Bahamian lawyer and politician

Sir Kendal George Lamon Isaacs, (23 July 1925 – 25 May 1996) was a notable Bahamian lawyer and politician. He served as Leader of the Opposition for much of the 1980s.

==Early life and education==

Born and raised in Nassau, Isaacs attended Government High School in Nassau where he was captain of Montague House.

Isaacs served in the North Caribbean Force during World War II and then went to England to study law. He received a Bachelor of Arts and Bachelor of Laws from Queens' College, Cambridge, in 1949 and a Master of Arts in 1953.

== Legal career ==
Isaacs was admitted to the Bar of England and Wales at the Middle Temple in 1946.

In 1961, Isaacs was appointed Solicitor-General of the Bahamas; a post in which he served until 1963 when he became the country's Attorney-General (1963-1965).

Isaacs took silk when he was made Queen's Counsel on 21 August 1968.

== Political career ==
Isaacs's first foray into politics came in 1965 when he was appointed to the Senate of the Bahamas. In June 1972, Isaacs was elected to the House of Assembly of the Bahamas for the Free National Movement party.

Isaacs served as leader of the opposition from 1971 to 1976 and again from 1981 to 1987.

His agitation resulted in the 1984 Royal Commission of Inquiry into Drug Trafficking and Government Corruption but did not result in the ouster of the Pindling-led PLP government until 1992.

== Personal life ==
Isaacs was an accomplished tennis player. In 1955, he and his nephew, Robert, were the third ranked men's doubles team in the American Tennis Association rankings.
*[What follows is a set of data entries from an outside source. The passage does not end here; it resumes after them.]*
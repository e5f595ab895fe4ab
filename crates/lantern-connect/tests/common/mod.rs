/*
[INPUT]:  Test configuration and mock server requirements
[OUTPUT]: Shared test utilities, fixtures, and mock helpers
[POS]:    Test infrastructure - shared across all test modules
[UPDATE]: When adding new test patterns or fixtures
*/

//! Common test utilities for lantern-connect tests

use std::collections::BTreeSet;
use std::sync::Arc;

use url::Url;
use wiremock::matchers::{method, path, path_regex};
use wiremock::{Mock, MockServer, ResponseTemplate};

use lantern_connect::embedded::EmbeddedConfig;
use lantern_connect::types::{AddressType, EmbeddedWalletType};
use lantern_connect::{MemorySessionStore, MemoryStore, RecordingNavigator};

/// Setup a mock custody server for testing
pub async fn setup_mock_server() -> MockServer {
    MockServer::start().await
}

/// Mock JWT token for testing
#[allow(dead_code)]
pub fn mock_jwt_token() -> String {
    "eyJhbGciOiJIUzI1NiIsInR5cCI6IkpXVCJ9.test.signature".to_string()
}

pub fn both_address_types() -> BTreeSet<AddressType> {
    BTreeSet::from([AddressType::Solana, AddressType::Ethereum])
}

/// Embedded configuration pointed at a mock custody server
pub fn embedded_config(server: &MockServer, wallet_type: EmbeddedWalletType) -> EmbeddedConfig {
    EmbeddedConfig {
        custody_base_url: Url::parse(&server.uri()).unwrap(),
        auth_base_url: Url::parse("https://connect.lantern.dev/auth").unwrap(),
        redirect_url: Some(Url::parse("https://app.example.com/cb").unwrap()),
        app_id: "app-test".to_string(),
        wallet_type,
        address_types: both_address_types(),
    }
}

/// The full environment an embedded engine needs, shared across engines in a
/// test so redirect round-trips can span two engine instances.
pub struct TestEnv {
    pub session_store: Arc<MemorySessionStore>,
    #[allow(dead_code)]
    pub storage: Arc<MemoryStore>,
    pub ephemeral: Arc<MemoryStore>,
    pub navigator: Arc<RecordingNavigator>,
}

impl TestEnv {
    pub fn new() -> Self {
        Self {
            session_store: Arc::new(MemorySessionStore::new()),
            storage: Arc::new(MemoryStore::new()),
            ephemeral: Arc::new(MemoryStore::new()),
            navigator: Arc::new(RecordingNavigator::new()),
        }
    }
}

/// Mount the provisioning endpoints: organization and wallet creation
#[allow(dead_code)]
pub async fn mount_provisioning(server: &MockServer, organization_id: &str, wallet_id: &str) {
    Mock::given(method("POST"))
        .and(path("/v1/organizations"))
        .respond_with(ResponseTemplate::new(200).set_body_json(serde_json::json!({
            "organizationId": organization_id,
        })))
        .mount(server)
        .await;
    Mock::given(method("POST"))
        .and(path("/v1/wallets"))
        .respond_with(ResponseTemplate::new(200).set_body_json(serde_json::json!({
            "walletId": wallet_id,
        })))
        .mount(server)
        .await;
}

/// Mount the address listing endpoint for any wallet id
#[allow(dead_code)]
pub async fn mount_addresses(server: &MockServer) {
    Mock::given(method("GET"))
        .and(path_regex(r"^/v1/wallets/[^/]+/addresses$"))
        .respond_with(ResponseTemplate::new(200).set_body_json(serde_json::json!({
            "addresses": [
                { "addressType": "solana", "address": "So1TestAddr" },
                { "addressType": "ethereum", "address": "0xTestAddr" },
            ],
        })))
        .mount(server)
        .await;
}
He was instrumental in the formation of the Bahamas Lawn Tennis Association in 1961 and served as its first president until 1966.

He was also the brother-in-law of suffragist and politician, Dame Bertha Isaacs.

==Honours and legacy==

Appointed a Commander of the British Empire in June 1970 while Vice-President of the Senate, Isaacs was appointed a Knight Commander of Order of St Michael and St George in the Queen's 1993 New Year's Honours List.

In 1990, the Kendal G L Isaacs Gymnasium was opened at the Queen Elizabeth Sports Centre and named in his honour.